* Problem requirements
Copy, from the material below, each line that contains the word "thiserror".

= Beginning of Section =

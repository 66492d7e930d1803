//! Custom error types for wedplan
//!
//! This module defines the error hierarchy for the application using thiserror
//! for ergonomic error definitions.

use thiserror::Error;

/// The main error type for wedplan operations
#[derive(Error, Debug)]
pub enum WedplanError {
    /// Configuration-related errors
    #[error("Configuration error: {0}")]
    Config(String),

    /// File I/O errors
    #[error("I/O error: {0}")]
    Io(String),

    /// JSON serialization/deserialization errors
    #[error("JSON error: {0}")]
    Json(String),

    /// Validation errors for data models
    #[error("Validation error: {0}")]
    Validation(String),

    /// Entity not found errors
    #[error("{entity_type} not found: {identifier}")]
    NotFound {
        entity_type: &'static str,
        identifier: String,
    },

    /// Duplicate entity errors
    #[error("{entity_type} already exists: {identifier}")]
    Duplicate {
        entity_type: &'static str,
        identifier: String,
    },

    /// Budget bookkeeping errors
    #[error("Budget error: {0}")]
    Budget(String),

    /// RSVP form errors
    #[error("RSVP error: {0}")]
    Rsvp(String),

    /// Inspiration search errors
    #[error("Search error: {0}")]
    Search(String),

    /// Import errors
    #[error("Import error: {0}")]
    Import(String),

    /// Export errors
    #[error("Export error: {0}")]
    Export(String),

    /// Storage errors
    #[error("Storage error: {0}")]
    Storage(String),

    /// The wedding profile has not been created yet
    #[error("No wedding set up yet. Run 'wedplan init' first.")]
    NotInitialized,
}

impl WedplanError {
    /// Create a "not found" error for tasks
    pub fn task_not_found(identifier: impl Into<String>) -> Self {
        Self::NotFound {
            entity_type: "Task",
            identifier: identifier.into(),
        }
    }

    /// Create a "not found" error for budget categories
    pub fn budget_category_not_found(identifier: impl Into<String>) -> Self {
        Self::NotFound {
            entity_type: "Budget category",
            identifier: identifier.into(),
        }
    }

    /// Create a "not found" error for budget items
    pub fn budget_item_not_found(identifier: impl Into<String>) -> Self {
        Self::NotFound {
            entity_type: "Budget item",
            identifier: identifier.into(),
        }
    }

    /// Create a "not found" error for guests
    pub fn guest_not_found(identifier: impl Into<String>) -> Self {
        Self::NotFound {
            entity_type: "Guest",
            identifier: identifier.into(),
        }
    }

    /// Create a "not found" error for vendors
    pub fn vendor_not_found(identifier: impl Into<String>) -> Self {
        Self::NotFound {
            entity_type: "Vendor",
            identifier: identifier.into(),
        }
    }

    /// Create a "not found" error for moodboards
    pub fn moodboard_not_found(identifier: impl Into<String>) -> Self {
        Self::NotFound {
            entity_type: "Moodboard",
            identifier: identifier.into(),
        }
    }

    /// Create a "not found" error for day-of events
    pub fn event_not_found(identifier: impl Into<String>) -> Self {
        Self::NotFound {
            entity_type: "Event",
            identifier: identifier.into(),
        }
    }

    /// Check if this is a "not found" error
    pub fn is_not_found(&self) -> bool {
        matches!(self, Self::NotFound { .. })
    }

    /// Check if this is a validation error
    pub fn is_validation(&self) -> bool {
        matches!(self, Self::Validation(_))
    }
}

impl From<std::io::Error> for WedplanError {
    fn from(err: std::io::Error) -> Self {
        Self::Io(err.to_string())
    }
}

impl From<serde_json::Error> for WedplanError {
    fn from(err: serde_json::Error) -> Self {
        Self::Json(err.to_string())
    }
}

/// Result type alias for wedplan operations
pub type WedplanResult<T> = Result<T, WedplanError>;

#[cfg(test)]
mod tests {
    use super::*;

    #[test]
    fn test_error_display() {
        let err = WedplanError::Config("test error".into());
        assert_eq!(err.to_string(), "Configuration error: test error");
    }

    #[test]
    fn test_not_found_error() {
        let err = WedplanError::guest_not_found("Emma Johnson");
        assert_eq!(err.to_string(), "Guest not found: Emma Johnson");
        assert!(err.is_not_found());
        assert!(!err.is_validation());
    }

    #[test]
    fn test_duplicate_error() {
        let err = WedplanError::Duplicate {
            entity_type: "Moodboard",
            identifier: "Florals".into(),
        };
        assert_eq!(err.to_string(), "Moodboard already exists: Florals");
    }

    #[test]
    fn test_from_io_error() {
        let io_err = std::io::Error::new(std::io::ErrorKind::NotFound, "file not found");
        let err: WedplanError = io_err.into();
        assert!(matches!(err, WedplanError::Io(_)));
    }
}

= End of Section =

* Completed exercise
//! This module defines the error hierarchy for the application using thiserror
use thiserror::Error;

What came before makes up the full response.